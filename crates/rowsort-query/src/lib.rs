pub mod comparator;
pub mod kway_merge;
pub mod memory;
pub mod progress;
pub mod sort;
//! In-memory row table.

use rowsort_types::error::Result;
use rowsort_types::row::Row;
use rowsort_types::table_spec::TableSpec;

/// A spec plus rows that conform to it.
#[derive(Debug, Clone, PartialEq)]
pub struct RowTable {
    spec: TableSpec,
    rows: Vec<Row>,
}

impl RowTable {
    /// Build a table, checking every row against `spec`.
    pub fn new(spec: TableSpec, rows: Vec<Row>) -> Result<Self> {
        for row in &rows {
            spec.validate_row(row)?;
        }
        Ok(RowTable { spec, rows })
    }

    pub fn empty(spec: TableSpec) -> Self {
        RowTable {
            spec,
            rows: Vec::new(),
        }
    }

    pub fn spec(&self) -> &TableSpec {
        &self.spec
    }

    pub fn rows(&self) -> &[Row] {
        &self.rows
    }

    pub fn num_rows(&self) -> u64 {
        self.rows.len() as u64
    }

    /// Row source over clones of the rows, as consumed by the sorter.
    pub fn iter_rows(&self) -> impl Iterator<Item = Result<Row>> + '_ {
        self.rows.iter().cloned().map(Ok)
    }

    pub fn into_rows(self) -> Vec<Row> {
        self.rows
    }
}
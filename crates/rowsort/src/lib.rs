//! Chunked external merge sort for typed row tables.
//!
//! ```no_run
//! use rowsort::{ExecutionMonitor, RowTable, TableSorter};
//! # fn sort(table: &RowTable) -> rowsort::Result<()> {
//! let sorted = TableSorter::for_table(table)
//!     .sort_columns(&["price", "name"], &[false, true])?
//!     .sort(&ExecutionMonitor::new())?;
//! for row in sorted.iter()? {
//!     println!("{}", row?);
//! }
//! # Ok(())
//! # }
//! ```

pub mod append;
mod external_sort;
pub mod sorter;
pub mod table;

pub use append::ColumnAppender;
pub use rowsort_config::SortConfig;
pub use rowsort_query::comparator::RowComparator;
pub use rowsort_query::memory::{MemoryProbe, MemoryService};
pub use rowsort_query::progress::{CancelHandle, ExecutionMonitor};
pub use rowsort_types::data_cell::{DataCell, DataType};
pub use rowsort_types::error::{Result, SortError};
pub use rowsort_types::row::{Row, RowKey};
pub use rowsort_types::table_spec::{ColumnSpec, TableSpec, ROWKEY_SORT_COLUMN};
pub use sorter::{SortStats, SortStrategy, SortedRows, SortedTable, TableSorter};
pub use table::RowTable;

§ What the task requires
From the records above, return each line that includes "filename".

§ Answer for this exercise
filename crates/rowsort-query/src/lib.rs
filename crates/rowsort/src/lib.rs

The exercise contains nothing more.